Assets may be associated to one or more CPE names. This information may be used to find reported vulnerabilities.

See https://www.ar-tools.com/doc/


The CPE dictionary of names is constantly evolving. Download an updated version from here:

https://nvd.nist.gov/download.cfm


In PILAR you may use NIST names, or any string according to your naming policy.


A screenshot of a computer??Description automatically generated


Top left 

Controls the level of expansion of the left tree (assets).

CPEs

Select one or more assets on the left. Click CPEs, and PILAR will select the associated CPE names on the right tree.


Top right 

Controls the level of expansion of the right tree (CPE names).

ASSETS

Select one or more CPE names on the right. Click ASSETS, and PILAR will select the associated assets on the left tree.


Bottom 


DOMAIN

To select the assets associated to a given security domain

SOURCE

To select the assets associated to a given information source

ASSOC

Select one or more assets on the left. Select one or more CPE names on the right. Click ASSOC to associate.

DISSOC

Select one or more assets on the left. Select one or more CPE names on the right.
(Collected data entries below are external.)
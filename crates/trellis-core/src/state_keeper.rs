//! Saved-state snapshotting.
//!
//! A [`StateKeeper`] is the per-component registry of key → supplier pairs.
//! Suppliers are invoked, at most once per [`save`], exactly when a forced
//! destroy of the owning component is imminent; a genuine navigational pop
//! never runs them, because nothing will be reconstructed from that path.
//! The resulting [`SavedState`] travels with the back-stack entry (or with
//! host-level persisted storage for the root) and is handed back, key by
//! key and each at most once, through [`consume`] on the next construction
//! of the logically same component.
//!
//! [`save`]: StateKeeper::save
//! [`consume`]: StateKeeper::consume

use std::cell::{Cell, RefCell};
use std::fmt;
use std::rc::Rc;

use indexmap::IndexMap;
use serde::de::DeserializeOwned;
use serde::{Deserialize, Serialize};

use crate::error::TrellisError;

/// Snapshot of a component's registered state, key → opaque blob.
///
/// Ordered by registration order so that repeated saves of the same
/// component serialize identically.
#[derive(Debug, Clone, Default, PartialEq, Eq, Serialize, Deserialize)]
pub struct SavedState {
    entries: IndexMap<String, Vec<u8>>,
}

impl SavedState {
    pub fn is_empty(&self) -> bool {
        self.entries.is_empty()
    }

    pub fn len(&self) -> usize {
        self.entries.len()
    }

    pub fn get(&self, key: &str) -> Option<&[u8]> {
        self.entries.get(key).map(Vec::as_slice)
    }

    pub fn insert(&mut self, key: impl Into<String>, blob: Vec<u8>) {
        self.entries.insert(key.into(), blob);
    }
}

type Supplier = Rc<dyn Fn() -> Result<Vec<u8>, TrellisError>>;

struct StateKeeperInner {
    suppliers: RefCell<IndexMap<String, Supplier>>,
    // Blobs from the previous incarnation, pending consumption.
    pending: RefCell<IndexMap<String, Vec<u8>>>,
    destroyed: Cell<bool>,
}

/// Per-component key → supplier registry for state snapshotting.
#[derive(Clone)]
pub struct StateKeeper {
    inner: Rc<StateKeeperInner>,
}

impl Default for StateKeeper {
    fn default() -> Self {
        Self::new()
    }
}

impl StateKeeper {
    /// A keeper for a first-ever construction: nothing to consume.
    pub fn new() -> Self {
        Self::from_saved(SavedState::default())
    }

    /// A keeper seeded with a previous incarnation's snapshot.
    pub fn from_saved(saved: SavedState) -> Self {
        Self {
            inner: Rc::new(StateKeeperInner {
                suppliers: RefCell::new(IndexMap::new()),
                pending: RefCell::new(saved.entries),
                destroyed: Cell::new(false),
            }),
        }
    }

    /// Installs `supplier` for `key`. Re-registering a key before it is
    /// saved overwrites the previous supplier; the last write wins.
    pub fn register(
        &self,
        key: impl Into<String>,
        supplier: impl Fn() -> Result<Vec<u8>, TrellisError> + 'static,
    ) -> Result<(), TrellisError> {
        if self.inner.destroyed.get() {
            return Err(TrellisError::KeeperDestroyed);
        }
        self.inner
            .suppliers
            .borrow_mut()
            .insert(key.into(), Rc::new(supplier));
        Ok(())
    }

    /// Serde convenience over [`register`]: the supplier's value is encoded
    /// with the persisted-layout codec (JSON).
    ///
    /// [`register`]: StateKeeper::register
    pub fn register_value<T: Serialize, F: Fn() -> T + 'static>(
        &self,
        key: impl Into<String>,
        supplier: F,
    ) -> Result<(), TrellisError> {
        self.register(key, move || {
            serde_json::to_vec(&supplier()).map_err(TrellisError::codec)
        })
    }

    /// Removes the supplier for `key`, if any.
    pub fn unregister(&self, key: &str) {
        self.inner.suppliers.borrow_mut().shift_remove(key);
    }

    /// Hands back the blob saved under `key` by the previous incarnation, at
    /// most once; `None` on a first-ever construction or a repeated call.
    pub fn consume(&self, key: &str) -> Result<Option<Vec<u8>>, TrellisError> {
        if self.inner.destroyed.get() {
            return Err(TrellisError::KeeperDestroyed);
        }
        Ok(self.inner.pending.borrow_mut().shift_remove(key))
    }

    /// Serde convenience over [`consume`].
    ///
    /// [`consume`]: StateKeeper::consume
    pub fn consume_value<T: DeserializeOwned>(&self, key: &str) -> Result<Option<T>, TrellisError> {
        match self.consume(key)? {
            Some(blob) => serde_json::from_slice(&blob)
                .map(Some)
                .map_err(TrellisError::codec),
            None => Ok(None),
        }
    }

    /// Runs every registered supplier once and collects the snapshot.
    /// Unconsumed blobs from the previous incarnation are carried forward
    /// unless a fresh supplier shadows their key.
    ///
    /// Owner-side: invoked by the router (or root host) when a forced
    /// destroy is imminent.
    pub fn save(&self) -> Result<SavedState, TrellisError> {
        if self.inner.destroyed.get() {
            return Err(TrellisError::KeeperDestroyed);
        }
        // Snapshot the suppliers before invoking any of them, so a supplier
        // may register or unregister on its own keeper; such changes take
        // effect from the next save.
        let suppliers: Vec<(String, Supplier)> = self
            .inner
            .suppliers
            .borrow()
            .iter()
            .map(|(key, supplier)| (key.clone(), Rc::clone(supplier)))
            .collect();
        let mut entries: IndexMap<String, Vec<u8>> = self.inner.pending.borrow().clone();
        for (key, supplier) in suppliers {
            entries.insert(key, supplier()?);
        }
        Ok(SavedState { entries })
    }

    /// Owner-side: marks the keeper destroyed and drops all suppliers and
    /// pending blobs. Subsequent `register`/`consume`/`save` calls fail with
    /// `KeeperDestroyed`.
    pub fn destroy(&self) {
        self.inner.destroyed.set(true);
        self.inner.suppliers.borrow_mut().clear();
        self.inner.pending.borrow_mut().clear();
    }

    pub fn is_destroyed(&self) -> bool {
        self.inner.destroyed.get()
    }
}

impl fmt::Debug for StateKeeper {
    fn fmt(&self, f: &mut fmt::Formatter<'_>) -> fmt::Result {
        f.debug_struct("StateKeeper")
            .field("suppliers", &self.inner.suppliers.borrow().len())
            .field("pending", &self.inner.pending.borrow().len())
            .field("destroyed", &self.inner.destroyed.get())
            .finish()
    }
}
Click DISSOC to dissociate.

NEW

Create a new CPE name; either from NIST catalogue or your own

LOAD

Loads a list of names from a local file. 

File is plain text, one name per line.


To associate a name to an asset

  • select one or more assets on the left panel
  • select one or more names on the right panel
  • click ASSOC


To dissociate a name from an asset

  • select the name to remove
  • click DISSOC


To select the names associated to an asset

  • select one or more assets on the left panel
  • click CPE names


To select the assets associated to a name

  • select one or more names on the right panel
  • click ASSETS


To search for an asset or a CPE name

  • CTRL-F on the appropriate panel